Con un volo nella fantasia, ci troviamo presto con ricette da far venire l’acquolina in bocca e il brontolio allo stomaco. Che bella sensazione: immaginiamo di mangiare una baguette calda e croccante per le strade di Parigi, mentre i nostri bambini addentano una chouquette.
In Svizzera è quasi impossibile non farsi tentare dal cioccolato, per non parlare della fonduta, specialmente se siete grandi fan del formaggio.
Restando in Europa, l’Olanda mette in mostra chioschi di arringhe crude con cipolle (qualcosa che ci vuole un po’ a digerire…ammesso di riuscirci!) e altri vendono delle irresistibili appelflappen: involtini di mela dolci al punto giusto. A Berlino sarete tentate dalle bratwurtz, salsicce di maiale, da mangiare all’aperto in inverno, con mostarda calda e il naso ghiacciato. La Spagna e la sua movida ci fanno sognare la paella, cucinata in mille modi diversi: dal più tradizionale con pollo e peperoni, o gamberi, o calamari, al più moderno con fagioli e carciofi.
I paesi arabi e l’Africa del Nord ci parlano di spezie e del sapore agrodolce delle “mille e una notte”: i nostri palati vengono stuzzicati dai falafel, polpette di ceci e coriandolo, dallo shawarma, il tipico panino arabo riempito di carne tagliata direttamente dal grill che gira, e dall’hummus e dalle foglie di vite arrotolate.
L’India ci porta verso sapori ben definiti che sono piccanti e delicate allo stesso tempo, e difficili da condensare in pochi piatti.
La cucina giapponese ha pesce e riso come ingredienti di base, è raffinata e sofisticata, e si mostra in superbe presentazioni dei suoi piatti.
In America del Sud, e più precisamente in Perù, il ceviche è considerato un patrimonio culturale nazionale: sembra che risalga a più di duemila anni fa. E’ fatto di pesce crudo freschissimo, marinato in succo di limone, e con l’aggiunta di cipolla e aji, il peperone peruviano che è alla base di un altro delizioso piatto, l’aji di gallina.
Altri paesi, però, ci rivelano realtà differenti: la nostra curiosità viene sì stimolata, ma ci manca spesso il coraggio di provare ricette i cui sapori sono molto, molto lontani dai nostri gusti.
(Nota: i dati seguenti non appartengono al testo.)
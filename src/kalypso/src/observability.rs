//! Prometheus exposition of the inference metrics the dispatcher records.

use axum::{routing::get, Router};
use dispatcher::observability::{INFERENCE_DURATION, LATENCY_BUCKETS};
use metrics_exporter_prometheus::{BuildError, Matcher, PrometheusBuilder, PrometheusHandle};
use std::io;
use tokio::net::TcpListener;

fn builder() -> Result<PrometheusBuilder, BuildError> {
    PrometheusBuilder::new()
        .set_buckets_for_metric(Matcher::Full(INFERENCE_DURATION.to_string()), &LATENCY_BUCKETS)
}

/// Install the process wide recorder. Fails if one is already installed.
pub fn install() -> Result<PrometheusHandle, BuildError> {
    builder()?.install_recorder()
}

/// `GET /metrics` in the Prometheus text format.
pub fn router(handle: PrometheusHandle) -> Router {
    Router::new().route("/metrics", get(move || async move { handle.render() }))
}

/// Serve the metrics endpoint until the listener fails.
pub async fn serve(listener: TcpListener, handle: PrometheusHandle) -> io::Result<()> {
    log::info!("Metrics service listening on {}", listener.local_addr()?);
    axum::serve(listener, router(handle)).await
}
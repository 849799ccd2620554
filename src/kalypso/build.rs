fn main() -> Result<(), Box<dyn std::error::Error>> {
    tonic_build::compile_protos("proto/kalypso.proto")?;
    Ok(())
}
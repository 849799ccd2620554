use crate::ContractError;
use std::fmt;

/// One slot of a shape pattern.
#[derive(Clone, Copy, Debug, PartialEq, Eq, Hash)]
pub enum Dim {
    /// Wildcard, sized per request. Written as `-1`.
    Any,
    /// Exact length.
    Fixed(u64),
}

/// Declared shape of a tensor in a contract.
#[derive(Clone, Debug, PartialEq, Eq, Hash)]
pub struct ShapePattern(Vec<Dim>);

impl ShapePattern {
    /// Create a pattern from dims.
    pub fn new(dims: Vec<Dim>) -> Self {
        ShapePattern(dims)
    }

    /// Parse the `-1`-for-wildcard notation used by model configs and wire metadata.
    pub fn from_dims(dims: &[i64]) -> Result<Self, ContractError> {
        dims.iter()
            .map(|&d| match d {
                -1 => Ok(Dim::Any),
                d if d >= 0 => Ok(Dim::Fixed(d as u64)),
                d => Err(ContractError::InvalidPattern(d)),
            })
            .collect::<Result<Vec<_>, _>>()
            .map(ShapePattern)
    }

    /// Dimensions
    pub fn dims(&self) -> &[Dim] {
        &self.0
    }

    /// Rank
    pub fn rank(&self) -> usize {
        self.0.len()
    }

    /// Back to `-1` notation.
    pub fn to_dims(&self) -> Vec<i64> {
        self.0
            .iter()
            .map(|d| match d {
                Dim::Any => -1,
                Dim::Fixed(n) => *n as i64,
            })
            .collect()
    }

    /// Prepend a wildcard batch dimension.
    pub fn batched(&self) -> Self {
        let mut dims = Vec::with_capacity(self.0.len() + 1);
        dims.push(Dim::Any);
        dims.extend_from_slice(&self.0);
        ShapePattern(dims)
    }

    /// Equal rank, wildcards accept any length >= 1, fixed dims must be equal.
    pub fn matches(&self, shape: &[i64]) -> bool {
        self.0.len() == shape.len()
            && self.0.iter().zip(shape).all(|(dim, &actual)| match dim {
                Dim::Any => actual >= 1,
                Dim::Fixed(n) => actual >= 0 && actual as u64 == *n,
            })
    }
}

impl fmt::Display for ShapePattern {
    fn fmt(&self, f: &mut fmt::Formatter<'_>) -> fmt::Result {
        f.write_str("[")?;
        for (i, d) in self.to_dims().iter().enumerate() {
            if i > 0 {
                f.write_str(",")?;
            }
            write!(f, "{}", d)?;
        }
        f.write_str("]")
    }
}

#[cfg(test)]
mod test {
    use super::*;

    #[test]
    fn test_matches() {
        let pattern = ShapePattern::from_dims(&[-1, 4]).unwrap();
        assert!(pattern.matches(&[1, 4]));
        assert!(pattern.matches(&[16, 4]));
        assert!(!pattern.matches(&[0, 4]));
        assert!(!pattern.matches(&[2, 3]));
        assert!(!pattern.matches(&[3]));
        assert!(!pattern.matches(&[1, 4, 1]));
        assert!(ShapePattern::new(vec![]).matches(&[]));
    }

    #[test]
    fn test_notation() {
        assert_eq!(
            ShapePattern::from_dims(&[-2]),
            Err(ContractError::InvalidPattern(-2))
        );
        let pattern = ShapePattern::from_dims(&[4]).unwrap().batched();
        assert_eq!(pattern.dims(), &[Dim::Any, Dim::Fixed(4)]);
        assert_eq!(pattern.to_string(), "[-1,4]");
    }
}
Il Kenya ci offre la carne di zebra, in Australia e in Congo è molto facile trovare il coccodrillo nei menu dei ristoranti (una carne bianca, magra…l’ho provato ed è molto simile al pollo!). Sempre in Australia mangiano il canguro e l’emù (una specie di struzzo locale). A Stoccolma mangiano il cervo, in Sudafrica il filetto di antilope (e dato che ne esistono molte speci, avete la scelta tra lo springbok o il blesbok).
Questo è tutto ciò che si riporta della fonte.